I don’t look back at him, not for now. Watching someone sleep is an intimacy reserved for few, and I don’t feel comfortable at the thought of him opening his eyes and seeing me staring. Especially if he knew what I was thinking. Instead I look forward, through the windshield. The traffic is light on a Sunday afternoon, and the sun shines on, not a cloud in the sky.

My mom leans toward me again, and speaks in the same undertone. “I hope when he goes he goes like this.”

“Mom!” I say, trying to convey my horror in a whisper.

“I just don’t want him to suffer,” she says, her tone conversational. “It would be terrible for him to have a long illness. I want him to go like this.”
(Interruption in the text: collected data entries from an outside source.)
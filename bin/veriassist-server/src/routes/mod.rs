//! Axum router construction.
//!
//! [`build`] assembles the complete application router:
//! - the chat page at `/`
//! - the chat API under `/api`
//! - the health route
//! - optional Swagger UI / OpenAPI document (disable with
//!   `VERIASSIST_ENABLE_SWAGGER=false`)
//! - middleware layers (CORS, per-request trace ID)

mod chat;
pub mod doc;
mod health;
mod page;

use std::sync::Arc;

use axum::{Router, middleware};
use tower::ServiceBuilder;
use utoipa_swagger_ui::SwaggerUi;

use crate::middleware::{cors, trace};
use crate::state::AppState;

/// Build the complete Axum [`Router`] for the application.
pub fn build(state: Arc<AppState>) -> Router {
    let mut app = Router::new()
        .merge(page::router())
        .merge(health::router())
        .nest("/api", chat::router());

    if state.config.enable_swagger {
        app = app.merge(SwaggerUi::new("/swagger-ui").url("/api-docs/openapi.json", doc::get_docs()));
    }

    // Outermost layer first: every request is traced, CORS included.
    app.layer(
        ServiceBuilder::new()
            .layer(middleware::from_fn(trace::trace_middleware))
            .layer(cors::cors_layer(&state.config)),
    )
    .with_state(state)
}
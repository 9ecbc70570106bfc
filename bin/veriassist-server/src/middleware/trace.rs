use std::time::Instant;

use axum::body::Body;
use axum::extract::Request;
use axum::http::HeaderValue;
use axum::middleware::Next;
use axum::response::Response;
use tracing::{Instrument, info, info_span};
use uuid::Uuid;

pub static X_TRACE_ID: &str = "x-trace-id";

/// Tags each request with a trace ID and logs its start and response status.
///
/// Bodies pass through untouched: chat replies are streamed, so "response
/// finished" here means the headers went out, not the last fragment.
pub async fn trace_middleware(mut req: Request<Body>, next: Next) -> Response {
    let start_time = Instant::now();

    let trace_id = req
        .headers()
        .get(X_TRACE_ID)
        .and_then(|v| v.to_str().ok())
        .and_then(|s| Uuid::parse_str(s).ok())
        .unwrap_or_else(Uuid::new_v4);

    let span = info_span!(
        "http_request",
        trace_id = %trace_id,
        method = %req.method(),
        path = %req.uri().path(),
    );

    async move {
        info!("→ request started");
        let header = HeaderValue::from_str(&trace_id.to_string()).ok();
        if let Some(value) = &header {
            req.headers_mut().insert(X_TRACE_ID, value.clone());
        }

        let mut response = next.run(req).await;

        if let Some(value) = header {
            response.headers_mut().insert(X_TRACE_ID, value);
        }
        info!(
            status = response.status().as_u16(),
            latency_ms = start_time.elapsed().as_millis(),
            "← response headers sent"
        );
        response
    }
    .instrument(span)
    .await
}

#[cfg(test)]
mod test {
    use super::*;
    use axum::http::StatusCode;
    use axum::routing::get;
    use axum::{Router, middleware};
    use tower::ServiceExt;

    fn app() -> Router {
        Router::new()
            .route(
                "/echo",
                get(|req: Request<Body>| async move {
                    req.headers()
                        .get(X_TRACE_ID)
                        .and_then(|v| v.to_str().ok())
                        .unwrap_or_default()
                        .to_owned()
                }),
            )
            .layer(middleware::from_fn(trace_middleware))
    }

    #[tokio::test]
    async fn generates_trace_id_when_missing() {
        let response = app()
            .oneshot(Request::builder().uri("/echo").body(Body::empty()).unwrap())
            .await
            .unwrap();
        assert_eq!(response.status(), StatusCode::OK);
        let id = response.headers()[X_TRACE_ID].to_str().unwrap();
        assert!(Uuid::parse_str(id).is_ok());
    }

    #[tokio::test]
    async fn keeps_incoming_trace_id() {
        let id = Uuid::new_v4().to_string();
        let response = app()
            .oneshot(
                Request::builder()
                    .uri("/echo")
                    .header(X_TRACE_ID, &id)
                    .body(Body::empty())
                    .unwrap(),
            )
            .await
            .unwrap();
        assert_eq!(response.headers()[X_TRACE_ID], id.as_str());
    }
}
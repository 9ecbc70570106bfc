//! Conversation state and the streaming turn loop.

mod history;
mod session;

pub use history::History;
pub use session::{ChatSession, SessionHandle};
//! Throwaway request that loads the model into memory before real traffic.

use futures::StreamExt;

use crate::backend::error::BackendError;
use crate::backend::{ChatBackend, ChatMessage, ChatRequest, KeepAlive};

pub const WARMUP_PROMPT: &str = "Hi, what is verification?";

/// Send [`WARMUP_PROMPT`] to `profile`, drain the reply and discard it.
///
/// Returns the number of bytes the backend produced.
pub async fn warm_up(backend: &dyn ChatBackend, profile: &str) -> Result<usize, BackendError> {
    let request = ChatRequest {
        profile: profile.to_owned(),
        messages: vec![ChatMessage::user(WARMUP_PROMPT)],
        keep_alive: KeepAlive::Default,
    };

    let mut stream = backend.stream_chat(request).await?;
    let mut produced = 0;
    while let Some(fragment) = stream.next().await {
        produced += fragment?.len();
    }
    Ok(produced)
}
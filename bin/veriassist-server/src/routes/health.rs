//! Health / heartbeat endpoint.

use std::sync::Arc;

use axum::extract::State;
use axum::routing::get;
use axum::{Json, Router};
use serde_json::{Value, json};
use utoipa::OpenApi;

use crate::state::AppState;

#[derive(OpenApi)]
#[openapi(paths(get_health))]
pub struct HealthApi;

/// Register health-check routes.
pub fn router() -> Router<Arc<AppState>> {
    Router::new().route("/health", get(get_health))
}

/// Heartbeat endpoint.
///
/// Always HTTP 200 while the process is up; `backend` tells whether chat
/// requests can be served yet.
#[utoipa::path(
    get,
    path = "/health",
    tag = "health",
    responses(
        (status = 200, description = "Server is up", body = Value)
    )
)]
pub async fn get_health(State(state): State<Arc<AppState>>) -> Json<Value> {
    Json(json!({
        "status":  "ok",
        "version": env!("CARGO_PKG_VERSION"),
        "backend": state.readiness.current(),
        "sessions": state.sessions.len(),
    }))
}

// ── Tests ──────────────────────────────────────────────────────────────────────
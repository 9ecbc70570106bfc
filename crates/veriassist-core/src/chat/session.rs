use std::sync::Arc;

use async_stream::stream;
use futures::StreamExt;
use tokio::sync::Mutex;
use tracing::{debug, info, warn};

use crate::backend::{ChatBackend, ChatRequest, FragmentStream, KeepAlive};

use super::History;

/// One conversation against a chat profile.
pub struct ChatSession {
    backend: Arc<dyn ChatBackend>,
    profile: String,
    base_model: String,
    history: History,
    lowercase_input: bool,
}

impl std::fmt::Debug for ChatSession {
    fn fmt(&self, f: &mut std::fmt::Formatter<'_>) -> std::fmt::Result {
        f.debug_struct("ChatSession")
            .field("profile", &self.profile)
            .field("base_model", &self.base_model)
            .field("history_len", &self.history.len())
            .finish()
    }
}

impl ChatSession {
    pub fn new(
        backend: Arc<dyn ChatBackend>,
        profile: impl Into<String>,
        base_model: impl Into<String>,
    ) -> Self {
        Self {
            backend,
            profile: profile.into(),
            base_model: base_model.into(),
            history: History::new(),
            lowercase_input: true,
        }
    }

    /// Whether user messages are lower-cased before they are stored and sent.
    /// On by default.
    pub fn with_lowercase_input(mut self, enabled: bool) -> Self {
        self.lowercase_input = enabled;
        self
    }

    pub fn history(&self) -> &History {
        &self.history
    }

    pub fn reset(&mut self) {
        self.history.clear();
        info!(profile = %self.profile, "conversation history reset");
    }

    fn normalize(&self, message: String) -> String {
        if self.lowercase_input {
            message.to_lowercase()
        } else {
            message
        }
    }

    fn request(&self) -> ChatRequest {
        ChatRequest {
            profile: self.profile.clone(),
            messages: self.history.messages().to_vec(),
            keep_alive: KeepAlive::Forever,
        }
    }
}

/// Shared, lock-guarded handle to a [`ChatSession`].
///
/// A turn holds the session lock from the first poll of its stream until the
/// stream finishes or is dropped, so turns of one session never interleave.
#[derive(Debug, Clone)]
pub struct SessionHandle {
    inner: Arc<Mutex<ChatSession>>,
}

impl SessionHandle {
    pub fn new(session: ChatSession) -> Self {
        Self { inner: Arc::new(Mutex::new(session)) }
    }

    /// Run one turn and stream the reply.
    ///
    /// The user message is appended before the backend is called.  The
    /// assistant reply is appended only once the backend has finished; if the
    /// backend fails, the error is yielded after any fragments already
    /// delivered and history keeps just the user message.  Dropping the
    /// stream early closes the backend call and appends nothing.
    pub fn generate(&self, message: impl Into<String>) -> FragmentStream {
        let inner = Arc::clone(&self.inner);
        let message = message.into();

        Box::pin(stream! {
            let mut session = inner.lock_owned().await;
            let message = session.normalize(message);
            debug!(profile = %session.profile, message = %message, "user turn");
            session.history.push_user(message);

            let backend = Arc::clone(&session.backend);
            let mut upstream = match backend.stream_chat(session.request()).await {
                Ok(upstream) => upstream,
                Err(e) => {
                    warn!(error = %e, "failed to open chat stream");
                    yield Err(e);
                    return;
                }
            };

            let mut reply = String::new();
            while let Some(item) = upstream.next().await {
                match item {
                    Ok(fragment) => {
                        reply.push_str(&fragment);
                        yield Ok(fragment);
                    }
                    Err(e) => {
                        warn!(error = %e, delivered = reply.len(), "chat stream failed");
                        yield Err(e);
                        return;
                    }
                }
            }

            debug!(reply_len = reply.len(), "assistant turn complete");
            session.history.push_assistant(reply);
        })
    }

    pub async fn reset(&self) {
        self.inner.lock().await.reset();
    }

    /// Snapshot of the current history.
    ///
    /// Waits for any turn in progress to finish.
    pub async fn history(&self) -> History {
        self.inner.lock().await.history().clone()
    }
}

// ── Tests ──────────────────────────────────────────────────────────────────────
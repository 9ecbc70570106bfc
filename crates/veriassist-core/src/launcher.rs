//! Background launch of the model-serving process.

use std::path::PathBuf;
use std::process::Stdio;

use tokio::process::Command;
use tracing::{debug, info, warn};

/// Starts `ollama serve` without waiting for it.
#[derive(Debug, Clone)]
pub struct BackendLauncher {
    program: PathBuf,
    host: String,
    origins: String,
}

impl BackendLauncher {
    /// `host` is the bind address handed to the server (`OLLAMA_HOST`),
    /// `origins` its CORS allow-list (`OLLAMA_ORIGINS`).
    pub fn new(program: impl Into<PathBuf>, host: impl Into<String>, origins: impl Into<String>) -> Self {
        Self {
            program: program.into(),
            host: host.into(),
            origins: origins.into(),
        }
    }

    fn command(&self) -> Command {
        let mut command = Command::new(&self.program);
        command
            .arg("serve")
            .env("OLLAMA_HOST", &self.host)
            .env("OLLAMA_ORIGINS", &self.origins)
            .stdin(Stdio::null())
            .stdout(Stdio::null())
            .stderr(Stdio::null());
        command
    }

    /// Spawn the server and return immediately.
    ///
    /// Spawn failures are logged, not returned.  Calling this while a backend
    /// is already listening is harmless: the second server fails to bind and
    /// exits on its own.  Must be called from within a Tokio runtime.
    pub fn start(&self) {
        match self.command().spawn() {
            Ok(mut child) => {
                info!(
                    program = %self.program.display(),
                    host = %self.host,
                    pid = ?child.id(),
                    "starting model backend"
                );
                // Reap the child so it never lingers as a zombie.
                tokio::spawn(async move {
                    match child.wait().await {
                        Ok(status) => debug!(%status, "model backend process exited"),
                        Err(e) => warn!(error = %e, "failed to wait on model backend process"),
                    }
                });
            }
            Err(e) => {
                warn!(
                    program = %self.program.display(),
                    error = %e,
                    "failed to launch model backend; assuming one is already running"
                );
            }
        }
    }
}
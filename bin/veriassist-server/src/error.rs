//! Unified server error type.
//!
//! Handlers return `Result<T, ServerError>`, which implements
//! [`axum::response::IntoResponse`] so errors are automatically converted
//! to a JSON-body HTTP response with an appropriate status code.
//!
//! Errors raised after a chat stream has started are not represented here:
//! headers are already sent by then, so they travel in-band (see
//! `routes::chat`).

use axum::Json;
use axum::http::StatusCode;
use axum::response::{IntoResponse, Response};
use thiserror::Error;
use tracing::warn;

use crate::schemas::chat::ErrorResponse;

/// All errors that can occur before a response starts streaming.
#[derive(Debug, Error)]
pub enum ServerError {
    /// The caller sent an invalid or malformed request.
    #[error("bad request: {0}")]
    BadRequest(String),

    /// The model backend has not finished starting, or failed to.
    #[error("backend not ready: {0}")]
    BackendNotReady(String),
}

impl IntoResponse for ServerError {
    fn into_response(self) -> Response {
        let (status, client_message) = match self {
            ServerError::BadRequest(m) => (StatusCode::BAD_REQUEST, m),
            ServerError::BackendNotReady(m) => {
                warn!(reason = %m, "rejecting request: model backend not ready");
                (StatusCode::SERVICE_UNAVAILABLE, m)
            }
        };
        (status, Json(ErrorResponse { error: client_message })).into_response()
    }
}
I contemplate the horror of my dad falling asleep and never waking up in the back of the car belonging to my boyfriend, a man my family had met for the first time two days earlier. I had created a detailed schedule for their visit, arranged tickets, car and train rides, even meals. Dad dying in the back of my partner’s car on the third day of their holiday was not part of the plan. Still, my itinerary planning mode finely tuned, I brainstorm the practicalities. The agonizing, tragic ride to the hospital, then the morgue. Repatriating Dad’s body from the Netherlands to the United States. My romantic partner being thrust into a familial intimacy far beyond fitting us all in his two-door car.

Mom bumps me again. “Remember Pete Maravich, the basketball player? He died of cardiac arrest while playing a game with his friends. Just like that, he was gone.” She snaps her fingers and I flinch. “That would be ideal.”

Oblivious to my discomfort, or exhilarated by it, my mom continues. “I check on him all the time, you know. Every night in bed. Every morning if I’m up before him. I just never know when it’s going to happen.” She sighs, and settles back into her seat, at peace with her perspective.

I shake my head. But I can’t know how she feels. She married him when she was 21 and he was nearly 33. My mom’s spent a lifetime being the much younger spouse, imagining the moment when he dies before her. She’s been preparing for this since before I was born. Besides, the last time she was in a car with him he was probably gunning it around a curve at 60 miles an hour, and now he’s out cold.

I peek over at him one more time, and breath in a defiant sort of relief. He’s the same Dad who can rejuvenate his body and mind at a moment’s notice. He looks peaceful, but it’s not the sort of peace that implies giving up. It’s the peace of someone who wants to experience the world for a long while longer, and who knows there’s no better way than to get a little shut-eye.